Data extracted from a collection:
>>>

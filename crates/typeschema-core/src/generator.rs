//! Entry point that owns the collaborators and runs root generations.
//!
//! ```rust
//! use std::sync::Arc;
//! use typeschema_core::{
//!     generator::SchemaGeneratorBuilder,
//!     introspect::{LeafClassifier, LeafKind, TypeIntrospector},
//!     descriptor::{TypeDefinition, TypeName},
//! };
//!
//! struct Empty;
//!
//! impl TypeIntrospector for Empty {
//!     fn definition(&self, _: &TypeName) -> Option<&TypeDefinition> { None }
//! }
//! impl LeafClassifier for Empty {
//!     fn classify(&self, _: &TypeName) -> Option<LeafKind> { None }
//! }
//!
//! let generator = SchemaGeneratorBuilder::new(Arc::new(Empty)).build().unwrap();
//! let schema = generator.generate("Anything").unwrap();
//! assert!(schema.is_empty());
//! ```
//!
//! Every call to [`SchemaGenerator::generate`] starts from an empty
//! [`ReferenceTracker`], so independent generations never influence each
//! other. Use [`SchemaGenerator::generate_with_tracker`] to share cycle
//! suppression across several roots on purpose.
use std::{env, sync::Arc};

use crate::{
    context::{Classified, SchemaContext},
    descriptor::{TypeDescriptor, TypeName},
    error::{Result, SchemaError},
    introspect::{DynamicMembers, LeafClassifier, TypeIntrospector},
    metadata::{AttributesProcessor, MetadataProcessor, TypeFlags},
    node::{
        SchemaNode, TAG_ADDITIONAL_PROPERTIES, TAG_DEFINITIONS, TAG_ITEMS, TAG_PROPERTIES, TAG_REF,
        TAG_REQUIRED, TAG_SCHEMA, TAG_TYPE,
    },
    node_builder::SchemaNodeBuilder,
    tracker::ReferenceTracker,
    wrapper::{CompositeSchemaWrapper, expand_root},
};

/// Environment variable read by [`SchemaGeneratorBuilder::new_from_env`].
pub const SCHEMA_URI_ENV: &str = "TYPESCHEMA_SCHEMA_URI";

/// Environment variable naming the type identity keyword, see
/// [`SchemaGeneratorBuilder::with_type_identity`].
pub const TYPE_IDENTITY_ENV: &str = "TYPESCHEMA_TYPE_IDENTITY";

/// Conventional keyword for the type identity of composite nodes.
pub const DEFAULT_IDENTITY_KEYWORD: &str = "x-type-name";

/// Keywords the generator writes itself; an identity keyword may not clash.
const RESERVED_KEYWORDS: &[&str] = &[
    TAG_TYPE,
    TAG_PROPERTIES,
    TAG_REQUIRED,
    TAG_ITEMS,
    TAG_REF,
    TAG_ADDITIONAL_PROPERTIES,
    TAG_SCHEMA,
    TAG_DEFINITIONS,
];

pub const DRAFT_07_URI: &str = "http://json-schema.org/draft-07/schema#";

/// Produces schemas for the types known to its introspector.
///
/// Cloning is cheap; collaborators sit behind `Arc`s.
#[derive(Clone)]
pub struct SchemaGenerator {
    introspector: Arc<dyn TypeIntrospector>,
    leaves: Arc<dyn LeafClassifier>,
    metadata: Arc<dyn MetadataProcessor>,
    dynamic_members: Option<Arc<dyn DynamicMembers>>,
    schema_uri: Option<String>,
    identity_keyword: Option<String>,
}

impl std::fmt::Debug for SchemaGenerator {
    fn fmt(&self, f: &mut std::fmt::Formatter<'_>) -> std::fmt::Result {
        f.debug_struct("SchemaGenerator")
            .field("dynamic_members", &self.dynamic_members.is_some())
            .field("schema_uri", &self.schema_uri)
            .field("identity_keyword", &self.identity_keyword)
            .finish_non_exhaustive()
    }
}

impl SchemaGenerator {
    pub fn builder<R>(types: Arc<R>) -> SchemaGeneratorBuilder
    where
        R: TypeIntrospector + LeafClassifier + 'static,
    {
        SchemaGeneratorBuilder::new(types)
    }

    /// Borrow the collaborators for one traversal.
    pub fn context(&self) -> SchemaContext<'_> {
        SchemaContext {
            introspector: self.introspector.as_ref(),
            leaves: self.leaves.as_ref(),
            metadata: self.metadata.as_ref(),
            dynamic_members: self.dynamic_members.as_deref(),
            identity_keyword: self.identity_keyword.as_deref(),
        }
    }

    pub fn schema_uri(&self) -> Option<&str> {
        self.schema_uri.as_deref()
    }

    pub fn identity_keyword(&self) -> Option<&str> {
        self.identity_keyword.as_deref()
    }

    /// Type-level flags the metadata processor reports for `name`. Leaves
    /// and unknown names report the defaults.
    pub fn type_flags(&self, name: &TypeName) -> Result<TypeFlags> {
        let descriptor = TypeDescriptor::Named(name.clone());
        let ctx = self.context();
        match ctx.classify(&descriptor) {
            Classified::Composite(definition) => SchemaNodeBuilder::new(ctx)
                .build_composite(definition)
                .map(|(_, flags)| flags),
            _ => Ok(TypeFlags::default()),
        }
    }

    /// Schema document for `root`, generated with a fresh tracker.
    pub fn generate(&self, root: impl Into<TypeDescriptor>) -> Result<SchemaNode> {
        let mut tracker = ReferenceTracker::new();
        self.generate_with_tracker(root, &mut tracker)
    }

    /// Like [`generate`](Self::generate) but with a caller-owned tracker.
    /// Types already held on `tracker` are emitted as references to their
    /// recorded anchors. The tracker is returned to its prior contents even
    /// when generation fails.
    pub fn generate_with_tracker(
        &self,
        root: impl Into<TypeDescriptor>,
        tracker: &mut ReferenceTracker,
    ) -> Result<SchemaNode> {
        let root = root.into();
        tracing::debug!(root = %root.element_name(), "generating schema");

        let mut node = expand_root(self.context(), tracker, &root)?;
        if let Some(uri) = &self.schema_uri {
            node.insert(TAG_SCHEMA, uri.clone());
        }
        Ok(node)
    }

    /// Wrap `name` under `token` without acquiring it on `tracker`. Used for
    /// types the caller has already placed on the tracker itself, e.g. shared
    /// definitions whose anchors point outside the root document.
    pub fn wrap_anchored(
        &self,
        name: &TypeName,
        token: &str,
        tracker: &mut ReferenceTracker,
    ) -> Result<SchemaNode> {
        let descriptor = TypeDescriptor::Named(name.clone());
        let ctx = self.context();
        match ctx.classify(&descriptor) {
            Classified::Composite(definition) => {
                CompositeSchemaWrapper::wrap(ctx, definition, tracker, Some(token), false)
                    .map(CompositeSchemaWrapper::into_node)
            }
            _ => SchemaNodeBuilder::new(ctx).build_base(&descriptor),
        }
    }

    /// The object shell of `name`: type-level metadata only, no properties.
    pub fn shell(&self, name: impl Into<TypeName>) -> Result<SchemaNode> {
        let descriptor = TypeDescriptor::Named(name.into());
        let ctx = self.context();
        match ctx.classify(&descriptor) {
            Classified::Composite(definition) => {
                let mut tracker = ReferenceTracker::new();
                CompositeSchemaWrapper::wrap(ctx, definition, &mut tracker, None, true)
                    .map(CompositeSchemaWrapper::into_node)
            }
            _ => SchemaNodeBuilder::new(ctx).build_base(&descriptor),
        }
    }

    pub fn to_json_pretty(&self, node: &SchemaNode) -> Result<String> {
        Ok(serde_json::to_string_pretty(node)?)
    }
}

/// Builder for [`SchemaGenerator`].
///
/// # Typical usage
///
/// ```rust,ignore
/// let generator = SchemaGeneratorBuilder::new_from_env(Arc::new(registry))
///     .with_metadata(AttributesProcessor)
///     .build()?;
/// ```
///
/// Without an explicit processor the builder installs
/// [`AttributesProcessor`]; no dynamic-member hook is installed by default.
pub struct SchemaGeneratorBuilder {
    introspector: Arc<dyn TypeIntrospector>,
    leaves: Arc<dyn LeafClassifier>,
    metadata: Option<Arc<dyn MetadataProcessor>>,
    dynamic_members: Option<Arc<dyn DynamicMembers>>,
    schema_uri: Option<String>,
    identity_keyword: Option<String>,
}

impl SchemaGeneratorBuilder {
    /// Use `types` both as introspector and as leaf classifier.
    pub fn new<R>(types: Arc<R>) -> Self
    where
        R: TypeIntrospector + LeafClassifier + 'static,
    {
        let introspector: Arc<dyn TypeIntrospector> = types.clone();
        let leaves: Arc<dyn LeafClassifier> = types;
        Self::from_parts(introspector, leaves)
    }

    pub fn from_parts(
        introspector: Arc<dyn TypeIntrospector>,
        leaves: Arc<dyn LeafClassifier>,
    ) -> Self {
        Self {
            introspector,
            leaves,
            metadata: None,
            dynamic_members: None,
            schema_uri: None,
            identity_keyword: None,
        }
    }

    /// Like [`Self::new`], additionally reading the `$schema` URI from
    /// `TYPESCHEMA_SCHEMA_URI` and the type identity keyword from
    /// `TYPESCHEMA_TYPE_IDENTITY`. Unset or blank variables leave the
    /// respective feature off.
    pub fn new_from_env<R>(types: Arc<R>) -> Self
    where
        R: TypeIntrospector + LeafClassifier + 'static,
    {
        let mut builder = Self::new(types);
        builder.schema_uri = non_blank_var(SCHEMA_URI_ENV);
        builder.identity_keyword = non_blank_var(TYPE_IDENTITY_ENV);
        builder
    }

    pub fn with_metadata(mut self, metadata: impl MetadataProcessor + 'static) -> Self {
        self.metadata = Some(Arc::new(metadata));
        self
    }

    pub fn with_dynamic_members(mut self, hook: impl DynamicMembers + 'static) -> Self {
        self.dynamic_members = Some(Arc::new(hook));
        self
    }

    pub fn with_leaf_classifier(mut self, leaves: Arc<dyn LeafClassifier>) -> Self {
        self.leaves = leaves;
        self
    }

    /// Stamp `$schema` on every generated root document.
    pub fn with_schema_uri(mut self, uri: impl Into<String>) -> Self {
        self.schema_uri = Some(uri.into());
        self
    }

    /// Record the type name of every composite node under `keyword`, e.g.
    /// [`DEFAULT_IDENTITY_KEYWORD`]. The keyword is informational: it does
    /// not keep an otherwise empty composite from being elided.
    pub fn with_type_identity(mut self, keyword: impl Into<String>) -> Self {
        self.identity_keyword = Some(keyword.into());
        self
    }

    /// Finalise the builder.
    ///
    /// # Errors
    ///
    /// * [`SchemaError::InvalidConfig`] – if the `$schema` URI has no scheme,
    ///   or the identity keyword is blank or one the generator writes itself.
    pub fn build(self) -> Result<SchemaGenerator> {
        if let Some(uri) = &self.schema_uri {
            if !uri.contains("://") {
                return Err(SchemaError::InvalidConfig(format!(
                    "`$schema` must be an absolute URI, got `{uri}`"
                )));
            }
        }
        if let Some(keyword) = &self.identity_keyword {
            if keyword.trim().is_empty() || RESERVED_KEYWORDS.contains(&keyword.as_str()) {
                return Err(SchemaError::InvalidConfig(format!(
                    "`{keyword}` cannot be used as the type identity keyword"
                )));
            }
        }

        Ok(SchemaGenerator {
            introspector: self.introspector,
            leaves: self.leaves,
            metadata: self
                .metadata
                .unwrap_or_else(|| Arc::new(AttributesProcessor)),
            dynamic_members: self.dynamic_members,
            schema_uri: self.schema_uri,
            identity_keyword: self.identity_keyword,
        })
    }
}

fn non_blank_var(key: &str) -> Option<String> {
    env::var(key).ok().filter(|value| !value.trim().is_empty())
}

<<<

Problem statement - If a line above holds the string "field", return it as it stands.

Completed exercise -
            .field("dynamic_members", &self.dynamic_members.is_some())
            .field("schema_uri", &self.schema_uri)
            .field("identity_keyword", &self.identity_keyword)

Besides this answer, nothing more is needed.